There are also many possible causes of seizures, including brain injury, tumours, lead poisoning and certain illnesses. If seizures occur frequently, they could be an indication of a major health concern so it is imperative that the individual seeks medical attention.
During a seizure
- Protect the person from injury.
- Try to move nearby objects.
- Turn the individual to their side if possible.
- Do not insert anything into the individual's mouth.
- Do not move or hold the individual, unless you are turning them to their side.
- Take note of the individual's behaviour so that you can relay information to medical professionals:
- How the person's body moved
- How long the seizure lasted
- How the person acted before the seizure
- How the person acted immediately after the seizure
- Whether the person suffered any injuries from the seizure
After a seizure
Check for injuries.
- Ensure the individual is on their side
- If the person is having trouble breathing, use your finger to gently clear his or her mouth of any vomit or saliva.
- Loosen tight clothing around the person's neck and waist.
- Provide a safe area where the person can rest.
- Do not give anything to eat or drink until the person is fully awake and alert.
- Stay with the person until he or she is awake and familiar with the surroundings. Most people will be sleepy or confused after a seizure.

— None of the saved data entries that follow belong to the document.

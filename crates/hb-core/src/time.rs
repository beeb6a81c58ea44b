//! Simulation time model.
//!
//! # Design
//!
//! Time is a monotonically increasing `Tick` counter advanced once per fixed
//! physics step.  The nominal step is 0.02 s (50 Hz); all resource mutation
//! (feeding, target refresh, rewards) happens on fixed ticks only.
//!
//! Integer ticks keep episode bookkeeping exact: `MaxStep`, decision cadence
//! and output intervals are all plain integer comparisons.

use std::fmt;

use crate::{CoreError, CoreResult};

// ── Tick ─────────────────────────────────────────────────────────────────────

/// An absolute simulation tick counter.
#[derive(Copy, Clone, PartialEq, Eq, PartialOrd, Ord, Hash, Debug, Default)]
#[cfg_attr(feature = "serde", derive(serde::Serialize, serde::Deserialize))]
pub struct Tick(pub u64);

impl Tick {
    pub const ZERO: Tick = Tick(0);

    /// Return the tick `n` steps after `self`.
    #[inline]
    pub fn offset(self, n: u64) -> Tick {
        Tick(self.0 + n)
    }

    /// Ticks elapsed from `earlier` to `self`.
    ///
    /// # Panics
    /// Panics in debug mode if `earlier > self`.
    #[inline]
    pub fn since(self, earlier: Tick) -> u64 {
        self.0 - earlier.0
    }
}

impl std::ops::Add<u64> for Tick {
    type Output = Tick;
    #[inline]
    fn add(self, rhs: u64) -> Tick {
        Tick(self.0 + rhs)
    }
}

impl std::ops::Sub for Tick {
    type Output = u64;
    #[inline]
    fn sub(self, rhs: Tick) -> u64 {
        self.0 - rhs.0
    }
}

impl fmt::Display for Tick {
    fn fmt(&self, f: &mut fmt::Formatter<'_>) -> fmt::Result {
        write!(f, "T{}", self.0)
    }
}

// ── FixedClock ────────────────────────────────────────────────────────────────

/// Fixed-timestep clock.  Cheap to copy; holds no heap data.
#[derive(Clone, Debug)]
#[cfg_attr(feature = "serde", derive(serde::Serialize, serde::Deserialize))]
pub struct FixedClock {
    /// Seconds per fixed tick.  Default 0.02.
    pub fixed_delta_secs: f32,
    /// The current tick, advanced by `FixedClock::advance()` each iteration.
    pub current_tick: Tick,
}

impl FixedClock {
    pub fn new(fixed_delta_secs: f32) -> Self {
        Self { fixed_delta_secs, current_tick: Tick::ZERO }
    }

    /// Advance the clock by one tick.
    #[inline]
    pub fn advance(&mut self) {
        self.current_tick = Tick(self.current_tick.0 + 1);
    }

    /// Elapsed simulated seconds since tick 0.
    #[inline]
    pub fn elapsed_secs(&self) -> f64 {
        self.current_tick.0 as f64 * self.fixed_delta_secs as f64
    }
}

impl fmt::Display for FixedClock {
    fn fmt(&self, f: &mut fmt::Formatter<'_>) -> fmt::Result {
        write!(f, "{} ({:.2}s)", self.current_tick, self.elapsed_secs())
    }
}

// ── SimConfig ─────────────────────────────────────────────────────────────────

/// Top-level simulation configuration.
///
/// Typically loaded from a JSON file by the application crate and passed to
/// the simulation builder.
#[derive(Clone, Debug)]
#[cfg_attr(feature = "serde", derive(serde::Serialize, serde::Deserialize))]
#[cfg_attr(feature = "serde", serde(default))]
pub struct SimConfig {
    /// Master RNG seed.  The same seed always produces identical results.
    pub seed: u64,

    /// Seconds per fixed tick.  Default: 0.02 (50 Hz).
    pub fixed_delta_secs: f32,

    /// Total ticks `Sim::run` simulates.
    pub total_ticks: u64,

    /// Fixed ticks per training episode.  0 = unbounded (continuous play).
    pub max_step: u64,

    /// Fixed ticks between policy decisions.  The last action is repeated on
    /// the ticks in between.  Values below 1 are treated as 1.
    pub decision_period: u32,

    /// Emit a tick summary to observers every N ticks.  0 disables.
    pub output_interval_ticks: u64,
}

impl Default for SimConfig {
    fn default() -> Self {
        Self {
            seed:                  0,
            fixed_delta_secs:      0.02,
            total_ticks:           50_000,
            max_step:              5_000,
            decision_period:       5,
            output_interval_ticks: 50,
        }
    }
}

impl SimConfig {
    /// The tick at which the simulation ends (exclusive upper bound).
    #[inline]
    pub fn end_tick(&self) -> Tick {
        Tick(self.total_ticks)
    }

    /// Decision period with the lower bound applied.
    #[inline]
    pub fn effective_decision_period(&self) -> u64 {
        self.decision_period.max(1) as u64
    }

    /// Construct a `FixedClock` pre-configured for this run.
    pub fn make_clock(&self) -> FixedClock {
        FixedClock::new(self.fixed_delta_secs)
    }

    /// Reject configurations the tick loop cannot run.
    pub fn validate(&self) -> CoreResult<()> {
        if self.fixed_delta_secs <= 0.0 || !self.fixed_delta_secs.is_finite() {
            return Err(CoreError::Config(format!(
                "fixed_delta_secs must be a positive finite number, got {}",
                self.fixed_delta_secs
            )));
        }
        Ok(())
    }
}
//! Base error type.
//!
//! Sub-crates define their own error enums and wrap `CoreError` as one
//! variant via `#[from]`.

use thiserror::Error;

/// The top-level error type for `hb-core`.
#[derive(Debug, Error)]
pub enum CoreError {
    #[error("configuration error: {0}")]
    Config(String),
}

/// Shorthand result type for `hb-core`.
pub type CoreResult<T> = Result<T, CoreError>;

An individual who has recently had a seizure should not drive, swim, climb ladders, or operate machinery until he or she has seen a doctor about the seizure and the doctor has said that the person is allowed to drive or operate machinery.
There are many types of seizures, but the most common are Focal Seizures and Generalised Seizures. Possible causes of these episodes may include:
- Medical conditions, such as epilepsy
- Brain disease
- The use of drugs and alcohol
- Neurological problems
Focal seizures originate in just one part of the brain and are the most common types of seizures.

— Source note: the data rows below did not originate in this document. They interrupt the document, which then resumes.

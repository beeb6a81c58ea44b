//! `hb-agent` — the hummingbird agent controller.
//!
//! # Crate layout
//!
//! | Module     | Contents                                                          |
//! |------------|-------------------------------------------------------------------|
//! | [`agent`]  | `HummingbirdAgent` — episode reset, flight, feeding, rewards      |
//! | [`arena`]  | `Arena` — scene + physics + flowers kept consistent               |
//! | [`action`] | `Action`, `Observation`, `KeyState`, `heuristic_action`           |
//! | [`source`] | `ActionSource` trait, `DecisionRequest`, built-in sources         |
//! | [`spawn`]  | Collision-free spawn sampling, `SpawnOutcome`                     |
//! | [`config`] | `AgentConfig`                                                     |
//! | [`error`]  | `AgentError`, `AgentResult<T>`                                    |
//!
//! # Per-tick contract
//!
//! The simulation drives an agent in this order each fixed tick:
//!
//! 1. [`HummingbirdAgent::refresh_target`]: drop a target someone else drained.
//! 2. On decision ticks: [`HummingbirdAgent::collect_observations`] →
//!    [`ActionSource::decide`].
//! 3. [`HummingbirdAgent::apply_action`] with the latest action.
//! 4. Physics integration (outside this crate).
//! 5. Contact callbacks: [`HummingbirdAgent::on_trigger`] for every trigger
//!    enter/stay, [`HummingbirdAgent::on_collision_enter`] for solid enters.
//!
//! Feeding and rewards therefore always see the post-motion pose.

pub mod action;
pub mod agent;
pub mod arena;
pub mod config;
pub mod error;
pub mod source;
pub mod spawn;


pub use action::{ACTION_LEN, Action, KeyState, OBSERVATION_LEN, Observation, heuristic_action};
pub use agent::HummingbirdAgent;
pub use arena::Arena;
pub use config::AgentConfig;
pub use error::{AgentError, AgentResult};
pub use source::{
    ActionSource, DecisionRequest, EpisodeSummary, HeuristicSource, NoopSource, RandomActions,
};
pub use spawn::{SPAWN_ATTEMPTS, SPAWN_CLEARANCE, SpawnMode, SpawnOutcome, find_spawn_pose};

Often, when a patient experiences a Focal seizure they remain conscious but experience severe psychic, sensory or motor effects, such as intense deja vu, vivid memories or sudden, strong and unexplainable emotions. They may also hear, smell, see, feel or taste things that are not there or lose function in parts of their body. The symptoms that present are dependent on the location of the surge.
Generalised seizures are a result of electrical surges on both sides of the brain, resulting in more severe symptoms.

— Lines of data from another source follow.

//! Sticky nearest-flower targeting.
//!
//! The target is only replaced when a strictly closer flower is found or the
//! current one runs dry, so an agent does not oscillate between two flowers
//! at similar distances.  Distance is measured from a reference point (the
//! beak tip) to each flower's root position.

use hb_core::{FlowerId, Vec3};
use tracing::trace;

use crate::Flower;

/// One selection pass over `flowers`.
///
/// Walks flowers in order, skipping empty ones:
///
/// - with no current target, the first flower with nectar is taken,
/// - otherwise a candidate replaces the current target if it is strictly
///   closer to `reference`, or if the current target has run dry.
///
/// Ties keep the earlier choice.  Returns `None` only if `current` is `None`
/// and no flower has nectar; an empty `current` is returned unchanged if
/// nothing can replace it.
pub fn update_nearest(
    reference: Vec3,
    current:   Option<FlowerId>,
    flowers:   &[Flower],
) -> Option<FlowerId> {
    let mut nearest = current;
    for flower in flowers.iter().filter(|f| f.has_nectar()) {
        let Some(id) = nearest else {
            nearest = Some(flower.id());
            continue;
        };
        // A stale id from another area never matches; treat it as dry.
        let Some(current) = flowers.get(id.index()) else {
            nearest = Some(flower.id());
            continue;
        };
        let current_dist = current.position().distance(reference);
        let candidate_dist = flower.position().distance(reference);
        if !current.has_nectar() || candidate_dist < current_dist {
            nearest = Some(flower.id());
        }
    }
    nearest
}

/// The flower an agent is currently heading for.
#[derive(Copy, Clone, Debug, Default, PartialEq, Eq)]
pub struct NearestFlower(Option<FlowerId>);

impl NearestFlower {
    #[inline]
    pub fn get(&self) -> Option<FlowerId> {
        self.0
    }

    /// Run a selection pass and return the (possibly unchanged) target.
    pub fn update(&mut self, reference: Vec3, flowers: &[Flower]) -> Option<FlowerId> {
        let next = update_nearest(reference, self.0, flowers);
        if next != self.0 {
            trace!(from = ?self.0, to = ?next, "nearest flower changed");
        }
        self.0 = next;
        next
    }

    /// Re-select only if the held target has run dry (e.g. another agent
    /// drained it).  An absent target is left alone.  Returns `true` if a
    /// selection pass ran.
    pub fn refresh_if_depleted(&mut self, reference: Vec3, flowers: &[Flower]) -> bool {
        let depleted = self
            .0
            .is_some_and(|id| flowers.get(id.index()).is_none_or(|f| !f.has_nectar()));
        if depleted {
            self.update(reference, flowers);
        }
        depleted
    }
}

Generalised Seizures often cause loss of consciousness and muscle contractions. The following are categorised as Generalised Seizures:
- Clonic seizures: Muscle twitching and jerking.
- Tonic seizures: muscle stiffness, usually in the back, legs, and arms.
- Absence seizures cause the patient to stare into space involuntarily, as well as muscle twitches.
- Myoclonic seizures: causes twitches in the muscles of the upper body, arms, and legs.
- Atonic seizures cause loss of muscle tone, which results in the patient falling or dropping their head.
- Tonic-clonic seizures cause a combination of symptoms.
Seizures are not either focal or generalised, in some cases, seizures begin as focal and then spread to the rest of the brain.
Treatment will depend on the results of the diagnostic tests, and medication is largely used - especially anticonvulsant drugs. The type of treatment prescribed will depend on several factors, including the frequency and intensity of the seizures and the age, health, and medical history of the patient.